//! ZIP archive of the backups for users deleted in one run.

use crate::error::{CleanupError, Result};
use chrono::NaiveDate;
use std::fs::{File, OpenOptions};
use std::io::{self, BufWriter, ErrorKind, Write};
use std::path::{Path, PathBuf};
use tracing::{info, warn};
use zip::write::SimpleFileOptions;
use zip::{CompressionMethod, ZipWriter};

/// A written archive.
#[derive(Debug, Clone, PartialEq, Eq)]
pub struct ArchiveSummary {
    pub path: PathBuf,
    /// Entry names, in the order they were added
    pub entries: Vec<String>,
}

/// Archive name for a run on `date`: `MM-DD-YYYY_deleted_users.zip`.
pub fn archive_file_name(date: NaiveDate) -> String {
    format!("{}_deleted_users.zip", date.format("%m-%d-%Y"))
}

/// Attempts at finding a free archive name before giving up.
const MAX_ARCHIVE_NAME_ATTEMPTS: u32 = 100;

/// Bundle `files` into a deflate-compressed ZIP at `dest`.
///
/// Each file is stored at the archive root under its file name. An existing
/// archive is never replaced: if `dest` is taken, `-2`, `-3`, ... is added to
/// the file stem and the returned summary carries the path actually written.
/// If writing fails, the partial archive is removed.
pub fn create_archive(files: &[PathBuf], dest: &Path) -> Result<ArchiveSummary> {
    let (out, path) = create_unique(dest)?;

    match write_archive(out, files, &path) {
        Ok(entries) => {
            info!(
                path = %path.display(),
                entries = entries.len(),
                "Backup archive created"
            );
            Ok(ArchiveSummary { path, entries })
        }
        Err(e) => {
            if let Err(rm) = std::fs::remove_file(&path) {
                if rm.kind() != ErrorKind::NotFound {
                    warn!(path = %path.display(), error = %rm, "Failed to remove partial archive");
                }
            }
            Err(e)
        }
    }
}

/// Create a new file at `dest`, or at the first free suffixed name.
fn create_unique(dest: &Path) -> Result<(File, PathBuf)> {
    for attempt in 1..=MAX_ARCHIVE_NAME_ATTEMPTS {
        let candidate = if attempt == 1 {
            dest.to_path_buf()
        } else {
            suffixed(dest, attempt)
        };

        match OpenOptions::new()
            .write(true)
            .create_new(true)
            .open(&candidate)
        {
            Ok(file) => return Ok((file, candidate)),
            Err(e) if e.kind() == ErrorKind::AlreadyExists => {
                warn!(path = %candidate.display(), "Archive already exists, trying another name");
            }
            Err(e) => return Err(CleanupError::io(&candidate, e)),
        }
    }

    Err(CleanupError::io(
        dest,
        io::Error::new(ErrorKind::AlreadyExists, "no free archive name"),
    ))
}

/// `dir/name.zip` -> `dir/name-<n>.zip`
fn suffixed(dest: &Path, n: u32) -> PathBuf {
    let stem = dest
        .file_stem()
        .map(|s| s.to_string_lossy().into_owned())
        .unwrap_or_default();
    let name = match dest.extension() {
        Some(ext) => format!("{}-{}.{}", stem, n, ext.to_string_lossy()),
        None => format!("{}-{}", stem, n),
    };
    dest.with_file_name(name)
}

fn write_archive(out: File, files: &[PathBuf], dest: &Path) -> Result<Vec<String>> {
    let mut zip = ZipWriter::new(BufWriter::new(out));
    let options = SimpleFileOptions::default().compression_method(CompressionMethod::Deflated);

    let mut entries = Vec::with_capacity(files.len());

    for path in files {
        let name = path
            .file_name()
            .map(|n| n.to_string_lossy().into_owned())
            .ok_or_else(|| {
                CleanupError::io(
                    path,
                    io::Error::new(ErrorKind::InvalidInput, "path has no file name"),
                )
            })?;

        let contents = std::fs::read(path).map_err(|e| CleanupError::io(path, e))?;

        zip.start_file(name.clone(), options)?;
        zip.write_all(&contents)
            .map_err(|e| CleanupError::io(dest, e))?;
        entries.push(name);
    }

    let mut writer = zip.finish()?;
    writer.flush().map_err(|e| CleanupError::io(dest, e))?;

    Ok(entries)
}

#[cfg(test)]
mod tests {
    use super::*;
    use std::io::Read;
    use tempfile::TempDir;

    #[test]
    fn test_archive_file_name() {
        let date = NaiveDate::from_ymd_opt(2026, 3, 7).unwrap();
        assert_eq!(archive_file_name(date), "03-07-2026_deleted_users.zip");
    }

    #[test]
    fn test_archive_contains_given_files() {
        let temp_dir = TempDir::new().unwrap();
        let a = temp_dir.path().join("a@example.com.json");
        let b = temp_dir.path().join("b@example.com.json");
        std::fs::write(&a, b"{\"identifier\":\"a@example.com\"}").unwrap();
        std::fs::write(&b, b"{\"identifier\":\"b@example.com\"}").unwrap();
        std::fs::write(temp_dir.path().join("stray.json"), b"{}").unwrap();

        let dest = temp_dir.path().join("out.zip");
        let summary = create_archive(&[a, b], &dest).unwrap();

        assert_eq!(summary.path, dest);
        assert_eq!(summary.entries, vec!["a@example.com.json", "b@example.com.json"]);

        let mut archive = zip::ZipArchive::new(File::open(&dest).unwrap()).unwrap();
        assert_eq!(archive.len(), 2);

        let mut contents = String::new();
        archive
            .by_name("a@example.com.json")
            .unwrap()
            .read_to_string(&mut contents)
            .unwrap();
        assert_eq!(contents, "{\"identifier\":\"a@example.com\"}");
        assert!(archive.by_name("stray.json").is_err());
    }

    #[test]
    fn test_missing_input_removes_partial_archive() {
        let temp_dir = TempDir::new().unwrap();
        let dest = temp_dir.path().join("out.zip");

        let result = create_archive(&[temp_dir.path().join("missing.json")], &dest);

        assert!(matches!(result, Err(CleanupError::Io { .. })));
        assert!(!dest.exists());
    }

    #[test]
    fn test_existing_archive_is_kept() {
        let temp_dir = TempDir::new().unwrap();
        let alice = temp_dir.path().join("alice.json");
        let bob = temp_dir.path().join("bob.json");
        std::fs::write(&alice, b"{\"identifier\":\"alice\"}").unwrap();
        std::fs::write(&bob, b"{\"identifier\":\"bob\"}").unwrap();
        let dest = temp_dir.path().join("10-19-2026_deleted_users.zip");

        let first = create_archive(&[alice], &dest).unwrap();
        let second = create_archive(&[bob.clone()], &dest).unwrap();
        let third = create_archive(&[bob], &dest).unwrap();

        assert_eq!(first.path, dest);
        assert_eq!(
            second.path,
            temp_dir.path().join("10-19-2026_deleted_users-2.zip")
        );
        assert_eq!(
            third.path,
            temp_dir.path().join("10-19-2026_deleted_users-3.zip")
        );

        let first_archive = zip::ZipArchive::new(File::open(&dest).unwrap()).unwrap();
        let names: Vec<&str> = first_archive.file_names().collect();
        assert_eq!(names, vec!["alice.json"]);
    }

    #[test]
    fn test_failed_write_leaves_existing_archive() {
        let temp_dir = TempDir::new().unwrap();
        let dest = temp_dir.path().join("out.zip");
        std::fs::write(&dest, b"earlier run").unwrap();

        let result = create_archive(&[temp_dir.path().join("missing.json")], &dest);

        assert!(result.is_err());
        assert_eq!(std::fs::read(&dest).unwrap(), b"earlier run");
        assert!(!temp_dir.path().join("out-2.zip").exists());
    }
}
--
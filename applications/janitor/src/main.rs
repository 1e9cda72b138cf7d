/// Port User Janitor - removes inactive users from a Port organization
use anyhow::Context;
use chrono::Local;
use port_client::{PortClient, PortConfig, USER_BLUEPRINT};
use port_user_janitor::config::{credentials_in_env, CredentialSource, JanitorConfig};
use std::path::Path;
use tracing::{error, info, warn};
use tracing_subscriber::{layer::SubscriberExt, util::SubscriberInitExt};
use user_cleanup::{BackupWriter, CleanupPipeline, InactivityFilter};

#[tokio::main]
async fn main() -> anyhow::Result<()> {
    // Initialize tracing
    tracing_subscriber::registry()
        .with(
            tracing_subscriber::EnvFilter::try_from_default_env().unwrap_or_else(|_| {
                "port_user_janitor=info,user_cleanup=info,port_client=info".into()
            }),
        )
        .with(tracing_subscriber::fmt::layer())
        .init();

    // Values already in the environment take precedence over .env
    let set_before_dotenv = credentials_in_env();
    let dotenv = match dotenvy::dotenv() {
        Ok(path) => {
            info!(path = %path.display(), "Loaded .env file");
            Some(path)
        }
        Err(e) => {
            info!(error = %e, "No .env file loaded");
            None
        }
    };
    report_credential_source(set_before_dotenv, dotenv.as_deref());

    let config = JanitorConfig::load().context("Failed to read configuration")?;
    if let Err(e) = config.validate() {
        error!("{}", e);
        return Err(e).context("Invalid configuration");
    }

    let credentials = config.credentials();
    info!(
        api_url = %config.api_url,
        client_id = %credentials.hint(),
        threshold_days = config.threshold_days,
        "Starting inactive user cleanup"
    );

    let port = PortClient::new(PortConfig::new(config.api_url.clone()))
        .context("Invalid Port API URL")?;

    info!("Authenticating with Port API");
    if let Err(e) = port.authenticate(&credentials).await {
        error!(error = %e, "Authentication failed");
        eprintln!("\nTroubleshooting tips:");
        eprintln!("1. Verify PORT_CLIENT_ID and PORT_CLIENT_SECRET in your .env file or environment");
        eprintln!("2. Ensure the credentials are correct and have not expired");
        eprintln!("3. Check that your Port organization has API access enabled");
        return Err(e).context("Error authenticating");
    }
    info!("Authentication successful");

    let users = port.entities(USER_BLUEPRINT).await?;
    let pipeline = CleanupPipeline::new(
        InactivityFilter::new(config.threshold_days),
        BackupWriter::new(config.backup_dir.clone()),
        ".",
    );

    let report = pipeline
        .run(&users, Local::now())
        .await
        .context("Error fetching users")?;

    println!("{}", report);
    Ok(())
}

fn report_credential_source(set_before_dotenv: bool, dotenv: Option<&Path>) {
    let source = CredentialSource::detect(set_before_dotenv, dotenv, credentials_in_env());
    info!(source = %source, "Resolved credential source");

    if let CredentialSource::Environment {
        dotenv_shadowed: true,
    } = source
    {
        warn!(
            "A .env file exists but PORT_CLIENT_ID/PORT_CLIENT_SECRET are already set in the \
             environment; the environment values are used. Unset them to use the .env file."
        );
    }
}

[Aim of the exercise]
Select every line of the records holding the string "ZipArchive".

[Exercise response]
        let mut archive = zip::ZipArchive::new(File::open(&dest).unwrap()).unwrap();
        let first_archive = zip::ZipArchive::new(File::open(&dest).unwrap()).unwrap();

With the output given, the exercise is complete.